Tanzanie : le rêve démocratique brisé de Samia Suluhu Hassan

De l’espoir d’une ouverture politique à la consolidation d’un pouvoir autoritaire, la présidente tanzanienne tourne le dos aux promesses de liberté qui avaient marqué son arrivée au pouvoir.

Arborant ses célèbres lunettes fumées et une ton solennelle, Samia Suluhu Hassan a prêté serment lundi pour un deuxième mandat à la tête de la Tanzanie. Celle qui incarnait, en 2021, l’espoir d’un renouveau démocratique pour son pays, est aujourd’hui accusée d’avoir fait taire toute dissidence.

La cérémonie d’investiture, tenue à huis clos, a réuni un parterre de militaires et de dignitaires. Devant eux, la cheffe de l’État a prôné « l’unité et la solidarité », tout en ignorant la contestation qui enflamme les rues depuis plusieurs jours. Des manifestations inédites, réprimées dans le sang, auraient provoqué la mort de plusieurs centaines de personnes selon les témoins locaux.

Une victoire écrasante… et suspecte

D’après la Commission électorale nationale, Samia Suluhu Hassan, 65 ans, a remporté près de 98 % des suffrages avec un taux de participation de 87 %. Des chiffres jugés « peu crédibles » par de nombreux observateurs.
Pour Dan Paget , politologue à l’université du Sussex, ces résultats traduisent avant tout « la volonté du régime d’envoyer un message : n’essayez pas de résister, nous avançons en plein jour ».

Les deux principaux candidats de l’opposition n’ont pas pu se présenter : l’un a été emprisonné, l’autre disqualifié. Un contexte qui confère à cette victoire un parfum d’autoritarisme assumé.

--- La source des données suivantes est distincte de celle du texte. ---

// Copyright Materialize, Inc. and contributors. All rights reserved.
//
// Use of this software is governed by the Business Source License
// included in the LICENSE file.
//
// As of the Change Date specified in that file, in accordance with
// the Business Source License, use of this software will be governed
// by the Apache License, Version 2.0.

//! Per-kind adapters.
//!
//! The collection algorithm is the same for every kind of operation. What
//! differs is the metric names and which labels a duration sample carries,
//! and that is all an [`OperationKind`] describes.

use std::collections::BTreeMap;
use std::fmt::Debug;

use chrono::{DateTime, Utc};

use crate::crd::local_volume_convert::v1alpha1::LocalVolumeConvert;
use crate::crd::local_volume_expand::v1alpha1::LocalVolumeExpand;
use crate::crd::local_volume_migrate::v1alpha1::LocalVolumeMigrate;

/// Label carrying the volume an operation targets.
pub const VOLUME_NAME_LABEL: &str = "volumeName";
/// Label carrying the rendered creation time of an operation.
pub const START_TIME_LABEL: &str = "startTime";
/// Label carrying the status value of an aggregate sample.
pub const STATUS_LABEL: &str = "status";

/// The read-only view of an operation object that collection needs.
pub trait OperationObject: Debug + Send + Sync + 'static {
    fn volume_name(&self) -> &str;
    /// When the object was created. Objects that came from the API server
    /// always have one.
    fn creation_time(&self) -> Option<DateTime<Utc>>;
    /// The current status value, or the empty string if none is recorded.
    fn status(&self) -> String;
    /// The object's labels, matched against list selectors.
    fn selector_labels(&self) -> &BTreeMap<String, String>;
}

/// Describes one kind of operation to a [`KindCollector`].
///
/// [`KindCollector`]: crate::collector::KindCollector
pub trait OperationKind: Send + Sync + 'static {
    type Object: OperationObject;

    /// Lowercase resource kind, used in metric names and help text.
    const NAME: &'static str;

    /// Labels a duration sample carries in addition to the volume name and
    /// start time.
    const EXTRA_LABELS: &'static [&'static str] = &[];

    /// Values for [`Self::EXTRA_LABELS`], in the same order.
    fn extra_label_values(_object: &Self::Object) -> Vec<String> {
        Vec::new()
    }

    fn duration_metric_name() -> String {
        format!("hwameistor_{}_duration", Self::NAME)
    }

    fn duration_metric_help() -> String {
        format!("The duration of the {} operation.", Self::NAME)
    }

    fn status_metric_name() -> String {
        format!("hwameistor_{}_status_count", Self::NAME)
    }

    fn status_metric_help() -> String {
        format!("The status summary of the {} operation.", Self::NAME)
    }

    /// All label names of the duration metric, in declaration order.
    fn duration_label_names() -> Vec<&'static str> {
        let mut names = vec![VOLUME_NAME_LABEL, START_TIME_LABEL];
        names.extend_from_slice(Self::EXTRA_LABELS);
        names
    }

    /// Label values for the duration sample of `object`, matching
    /// [`Self::duration_label_names`].
    fn duration_label_values(object: &Self::Object, created: DateTime<Utc>) -> Vec<String> {
        let mut values = vec![
            object.volume_name().to_string(),
            render_start_time(created),
        ];
        values.extend(Self::extra_label_values(object));
        values
    }

    fn status(object: &Self::Object) -> String {
        object.status()
    }
}

/// Renders a creation time in the controller's native text form, e.g.
/// `2024-03-01 10:00:00 +0000 UTC`. A fractional second has its trailing
/// zeros trimmed, so 250ms renders as `.25`.
pub fn render_start_time(time: DateTime<Utc>) -> String {
    let mut rendered = time.format("%Y-%m-%d %H:%M:%S").to_string();
    let nanos = time.timestamp_subsec_nanos() % 1_000_000_000;
    if nanos != 0 {
        let fraction = format!("{nanos:09}");
        rendered.push('.');
        rendered.push_str(fraction.trim_end_matches('0'));
    }
    rendered.push_str(" +0000 UTC");
    rendered
}

/// Volume conversions.
#[derive(Debug, Clone, Copy)]
pub struct Convert;

impl OperationKind for Convert {
    type Object = LocalVolumeConvert;
    const NAME: &'static str = "localvolumeconvert";
}

/// Volume expansions.
#[derive(Debug, Clone, Copy)]
pub struct Expand;

impl OperationKind for Expand {
    type Object = LocalVolumeExpand;
    const NAME: &'static str = "localvolumeexpand";
}

/// Volume migrations. Duration samples also name the nodes involved.
#[derive(Debug, Clone, Copy)]
pub struct Migrate;

impl OperationKind for Migrate {
    type Object = LocalVolumeMigrate;
    const NAME: &'static str = "localvolumemigrate";
    const EXTRA_LABELS: &'static [&'static str] = &["from", "to"];

    fn extra_label_values(object: &LocalVolumeMigrate) -> Vec<String> {
        vec![
            object.source_node().to_string(),
            object.target_node().to_string(),
        ]
    }
}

De l’espoir à la désillusion

Lorsque Samia Suluhu Hassan avait succédé à John Magufuli en 2021, elle avait promis une ère d’apaisement et de liberté. Première femme à diriger la Tanzanie, elle incarnait alors un symbole d’émancipation et de modernité.
Mais quatre ans plus tard, la réalité politique s’est durcie : arrestations arbitraires, musulmanement des médias et interdiction de manifestations publiques. Le pays, autrefois porteur d’espoir, semble désormais s’enfoncer dans la peur.

Une présidente sous pression internationale

Les organisations de défense des droits humains tirent la sonnette d’alarme. Amnesty International et Human Rights Watch dénoncent un « retour à la répression systématique ». L’Union africaine, quant à elle, observe avec embarras la dérive autoritaire d’un pays longtemps cité en exemple pour sa stabilité.

Devenue le visage d’une promesse démocratique trahie, Samia Suluhu Hassan illustre la fragilité des transitions politiques en Afrique de l’Est. Son deuxième mandat commence sous un nuage de sang et de silence, et pour beaucoup de Tanzaniens, l’espérance née en 2021 appartient déjà au passé.